CIENTO ONCE

Guanajuato

Raquel se encontraba cerca de una de las esquinas de la alhóndiga de Granaditas, el granero con aspecto de fortaleza donde había tenido lugar el primer gran triunfo de la revolución. Doña Josefa, la Corregidora, se le acercó. Ambas miraron la jaula de hierro que colgaba por encima de ellas. En el interior estaba la cabeza de Miguel Hidalgo.

—El padre ha vuelto a la alhóndiga —dijo Raquel, y se enjugó las lágrimas que rodaban por sus mejillas.

La misma espantosa exhibición se repetía en las otras tres esquinas del edificio: las cabezas putrefactas de Allende, Aldama y Jiménez ocupaban el resto de los lugares de honor.

—¿Qué pasó con el galante Juan de Zavala, el hombre al que amabas? ¿Dónde descansa? —preguntó doña Josefa.

—Lo enterré con doña Marina. Ella también lo amaba, y él, a su manera, sé que nos amaba a las dos.

Las mujeres leyeron el cartel colgado en el muro:

LAS CABEZAS DE HIDALGO, ALLENDE, ALDAMA Y JIMÉNEZ, NOTORIOS MENTIROSOS Y LÍDERES DE LA INSURRECCIÓN QUE SAQUEARON Y ROBARON LA PROPIEDAD DE DIOS Y LA CORONA, QUE HICIERON CORRER CON GRAN ATROCIDAD LA SANGRE INOCENTE DE LEALES OFICIALES Y JUSTOS MAGISTRADOS, Y QUE FUERON LA CAUSA DE TODOS LOS DESASTRES, LAS DESGRACIAS Y LAS CALAMIDADES QUE CAYERON SOBRE LOS HABITANTES DE TODAS LAS PARTES DE LA NACIÓN ESPAÑOLA.

CLAVADAS AQUÍ POR ORDEN DEL SEÑOR BRIGADIER DON FÉLIX MARÍA CALLEJA, ILUSTRE VENCEDOR EN ACULCO, GUANAJUATO Y CALDERÓN, Y RESTAURADOR DE LA PAZ EN AMÉRICA.

—¿Has oído que dicen que el padre se arrepintió de su sueño de libertad y revolución? ¿Que escribió la renuncia libremente y sin coerción de su propia mano?

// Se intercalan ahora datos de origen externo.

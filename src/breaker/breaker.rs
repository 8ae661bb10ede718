use crate::core::utils::ErrorUtils;
use crate::model::{BreakerAggregateStatus, CircuitState, DomainCircuit, DomainCircuitStatus};
use chrono::Utc;
use std::collections::HashMap;
use std::sync::Mutex;
use std::sync::atomic::{AtomicU64, Ordering};
use std::time::Duration;

#[derive(Debug, Clone)]
pub struct BreakerConfig {
    pub failure_threshold: u32,
    pub recovery_timeout: Duration,
    pub half_open_max_tests: u32,
}

impl Default for BreakerConfig {
    fn default() -> Self {
        Self {
            failure_threshold: 12,
            recovery_timeout: Duration::from_secs(30),
            half_open_max_tests: 3,
        }
    }
}

/// Per-domain failure breaker. Injected into the scraper rather than reached for as a
/// global, so tests can run several independently configured breakers side by side.
pub struct CircuitBreaker {
    circuits: Mutex<HashMap<String, DomainCircuit>>,
    config: BreakerConfig,
    total_blocked: AtomicU64,
    total_opened: AtomicU64,
}

impl CircuitBreaker {
    pub fn new(config: BreakerConfig) -> Self {
        Self {
            circuits: Mutex::new(HashMap::new()),
            config,
            total_blocked: AtomicU64::new(0),
            total_opened: AtomicU64::new(0),
        }
    }

    fn domain_of(url: &str) -> String {
        ErrorUtils::extract_domain(url).unwrap_or_else(|| "unknown".to_string())
    }

    /// Moves an OPEN circuit to HALF_OPEN once `recovery_timeout` has elapsed.
    fn refresh_state(&self, circuit: &mut DomainCircuit) {
        if circuit.state == CircuitState::Open {
            if let Some(opened_at) = circuit.opened_at {
                let elapsed = Utc::now().signed_duration_since(opened_at);
                if elapsed >= chrono::Duration::from_std(self.config.recovery_timeout).unwrap() {
                    circuit.state = CircuitState::HalfOpen;
                    circuit.half_open_tests_done = 0;
                }
            }
        }
    }

    /// Whether a request to `url`'s domain should be blocked. Also advances
    /// OPEN -> HALF_OPEN as a side effect, matching the Python implementation.
    pub fn is_open(&self, url: &str) -> bool {
        let domain = Self::domain_of(url);
        let mut circuits = self.circuits.lock().unwrap();
        let circuit = circuits
            .entry(domain)
            .or_insert_with(|| DomainCircuit::new(Self::domain_of(url)));
        self.refresh_state(circuit);

        match circuit.state {
            CircuitState::Open => {
                self.total_blocked.fetch_add(1, Ordering::Relaxed);
                true
            }
            // Admits the test request without blocking; only `record_success`/
            // `record_failure` advance `half_open_tests_done` (§4.3), so a single
            // admit+outcome pair counts once, not twice.
            CircuitState::HalfOpen => false,
            CircuitState::Closed => false,
        }
    }

    /// Records a failure. Protection failures (Cloudflare/WAF/Captcha/Bot) must not be
    /// passed here with `is_protection = true` counted against the breaker (§4.3, §7).
    pub fn record_failure(&self, url: &str, is_protection: bool) {
        if is_protection {
            return;
        }
        let domain = Self::domain_of(url);
        let mut circuits = self.circuits.lock().unwrap();
        let circuit = circuits
            .entry(domain.clone())
            .or_insert_with(|| DomainCircuit::new(domain));

        circuit.failures += 1;

        match circuit.state {
            CircuitState::HalfOpen => {
                circuit.state = CircuitState::Open;
                circuit.opened_at = Some(Utc::now());
            }
            CircuitState::Closed => {
                if circuit.failures >= self.config.failure_threshold {
                    circuit.state = CircuitState::Open;
                    circuit.opened_at = Some(Utc::now());
                    self.total_opened.fetch_add(1, Ordering::Relaxed);
                }
            }
            CircuitState::Open => {}
        }
    }

    pub fn record_success(&self, url: &str) {
        let domain = Self::domain_of(url);
        let mut circuits = self.circuits.lock().unwrap();
        let circuit = circuits
            .entry(domain.clone())
            .or_insert_with(|| DomainCircuit::new(domain));

        circuit.successes += 1;

        match circuit.state {
            CircuitState::HalfOpen => {
                circuit.half_open_tests_done += 1;
                if circuit.half_open_tests_done >= self.config.half_open_max_tests {
                    circuit.state = CircuitState::Closed;
                    circuit.failures = 0;
                }
            }
            CircuitState::Closed => {
                circuit.failures = 0;
            }
            CircuitState::Open => {}
        }
    }

    pub fn get_state(&self, url: &str) -> CircuitState {
        let domain = Self::domain_of(url);
        let mut circuits = self.circuits.lock().unwrap();
        let circuit = circuits
            .entry(domain.clone())
            .or_insert_with(|| DomainCircuit::new(domain));
        self.refresh_state(circuit);
        circuit.state
    }

    pub fn reset(&self, url: Option<&str>) {
        let mut circuits = self.circuits.lock().unwrap();
        match url {
            Some(url) => {
                circuits.remove(&Self::domain_of(url));
            }
            None => circuits.clear(),
        }
    }

    pub fn status(&self) -> BreakerAggregateStatus {
        let mut circuits = self.circuits.lock().unwrap();
        let mut out = BreakerAggregateStatus {
            total_blocked: self.total_blocked.load(Ordering::Relaxed),
            total_opened: self.total_opened.load(Ordering::Relaxed),
            ..Default::default()
        };
        for circuit in circuits.values_mut() {
            self.refresh_state(circuit);
            match circuit.state {
                CircuitState::Closed => out.closed += 1,
                CircuitState::Open => out.open += 1,
                CircuitState::HalfOpen => out.half_open += 1,
            }
        }
        out
    }

    pub fn domain_status(&self, url: &str) -> DomainCircuitStatus {
        let domain = Self::domain_of(url);
        let mut circuits = self.circuits.lock().unwrap();
        let circuit = circuits
            .entry(domain.clone())
            .or_insert_with(|| DomainCircuit::new(domain));
        self.refresh_state(circuit);

        let remaining_timeout_s = match (circuit.state, circuit.opened_at) {
            (CircuitState::Open, Some(opened_at)) => {
                let elapsed = Utc::now().signed_duration_since(opened_at).num_milliseconds() as f64 / 1000.0;
                Some((self.config.recovery_timeout.as_secs_f64() - elapsed).max(0.0))
            }
            _ => None,
        };

        DomainCircuitStatus {
            domain: circuit.domain.clone(),
            state: circuit.state,
            failures: circuit.failures,
            remaining_timeout_s,
        }
    }

    pub fn open_circuits(&self) -> Vec<DomainCircuitStatus> {
        let domains: Vec<String> = {
            let circuits = self.circuits.lock().unwrap();
            circuits.keys().cloned().collect()
        };
        domains
            .into_iter()
            .map(|d| self.domain_status(&d))
            .filter(|s| s.state == CircuitState::Open)
            .collect()
    }
}

#[cfg(test)]
mod tests {
    use super::*;

    #[test]
    fn opens_after_threshold_consecutive_failures() {
        let breaker = CircuitBreaker::new(BreakerConfig {
            failure_threshold: 3,
            ..Default::default()
        });
        for _ in 0..2 {
            breaker.record_failure("https://slow.example.com/a", false);
        }
        assert!(!breaker.is_open("https://slow.example.com/a"));
        breaker.record_failure("https://slow.example.com/a", false);
        assert!(breaker.is_open("https://slow.example.com/a"));
    }

    #[test]
    fn protection_failures_never_count_toward_threshold() {
        let breaker = CircuitBreaker::new(BreakerConfig {
            failure_threshold: 2,
            ..Default::default()
        });
        for _ in 0..10 {
            breaker.record_failure("https://waf.example.com/a", true);
        }
        assert!(!breaker.is_open("https://waf.example.com/a"));
    }

    #[test]
    fn half_open_closes_after_enough_test_successes() {
        let breaker = CircuitBreaker::new(BreakerConfig {
            failure_threshold: 1,
            recovery_timeout: Duration::from_millis(0),
            half_open_max_tests: 2,
        });
        breaker.record_failure("https://a.example.com", false);
        // recovery_timeout is 0, so the very first is_open call already flips
        // OPEN -> HALF_OPEN before admitting the check, so it returns false.
        assert!(!breaker.is_open("https://a.example.com"));
        assert_eq!(breaker.get_state("https://a.example.com"), CircuitState::HalfOpen);
        breaker.record_success("https://a.example.com");
        assert_eq!(breaker.get_state("https://a.example.com"), CircuitState::HalfOpen);
        breaker.record_success("https://a.example.com");
        assert_eq!(breaker.get_state("https://a.example.com"), CircuitState::Closed);
    }

    #[test]
    fn half_open_failure_reopens_immediately() {
        let breaker = CircuitBreaker::new(BreakerConfig {
            failure_threshold: 1,
            recovery_timeout: Duration::from_millis(50),
            half_open_max_tests: 3,
        });
        breaker.record_failure("https://a.example.com", false);
        assert!(breaker.is_open("https://a.example.com")); // recovery_timeout hasn't elapsed yet
        std::thread::sleep(Duration::from_millis(60));
        assert!(!breaker.is_open("https://a.example.com")); // flips to half-open
        breaker.record_failure("https://a.example.com", false);
        // reopened with a fresh opened_at, so it won't flip back to half-open yet
        assert!(breaker.is_open("https://a.example.com"));
    }

    #[test]
    fn reset_clears_tracked_domain() {
        let breaker = CircuitBreaker::new(BreakerConfig {
            failure_threshold: 1,
            ..Default::default()
        });
        breaker.record_failure("https://a.example.com", false);
        assert!(breaker.is_open("https://a.example.com"));
        breaker.reset(Some("https://a.example.com"));
        assert_eq!(breaker.get_state("https://a.example.com"), CircuitState::Closed);
    }
}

—Por supuesto que he leído la mentira. El virrey la está publicando por toda la colonia. Cuando el documento habla del pesar del padre por la muerte de las personas, dice la verdad. Sentía un gran amor por todos. Pero las palabras que repudian nuestro derecho a gobernarnos a nosotros mismos son mentiras. No fueron escritas por su mano.

—Mi marido, el corregidor, recorrió nuestra casa durante una hora hecho una furia, denunciando el escrito como una mentira —susurró doña Josefa—. No puede entender por qué el virrey intenta un engaño tan transparente. Cuando el virrey la publicó, le pidieron que mostrase el original que, como es lógico, debía ser de su puño y letra y llevar su firma. ¿Sabes lo que respondió? Que no lo tenía, que Salcedo, el gobernador que estaba en poder del documento, lo había perdido a manos de los bandidos.

—El engaño no los ayudará —afirmó Raquel—. La fuerza de las ideas que desató el padre se ha extendido por toda Nueva España. Estamos en guerra con los gachupines, y nada nos detendrá hasta que los hayamos expulsado de nuestras costas.

—¿Adónde irás ahora? ¿Regresas a la capital?

—Todavía no. Juan me encomendó una última tarea. Cuando lo visité en su celda, me susurró el escondite del oro del marqués. Qué ironía, Josefa, que la revolución se financie finalmente con el oro de un gachupín, robado por un famoso bandido.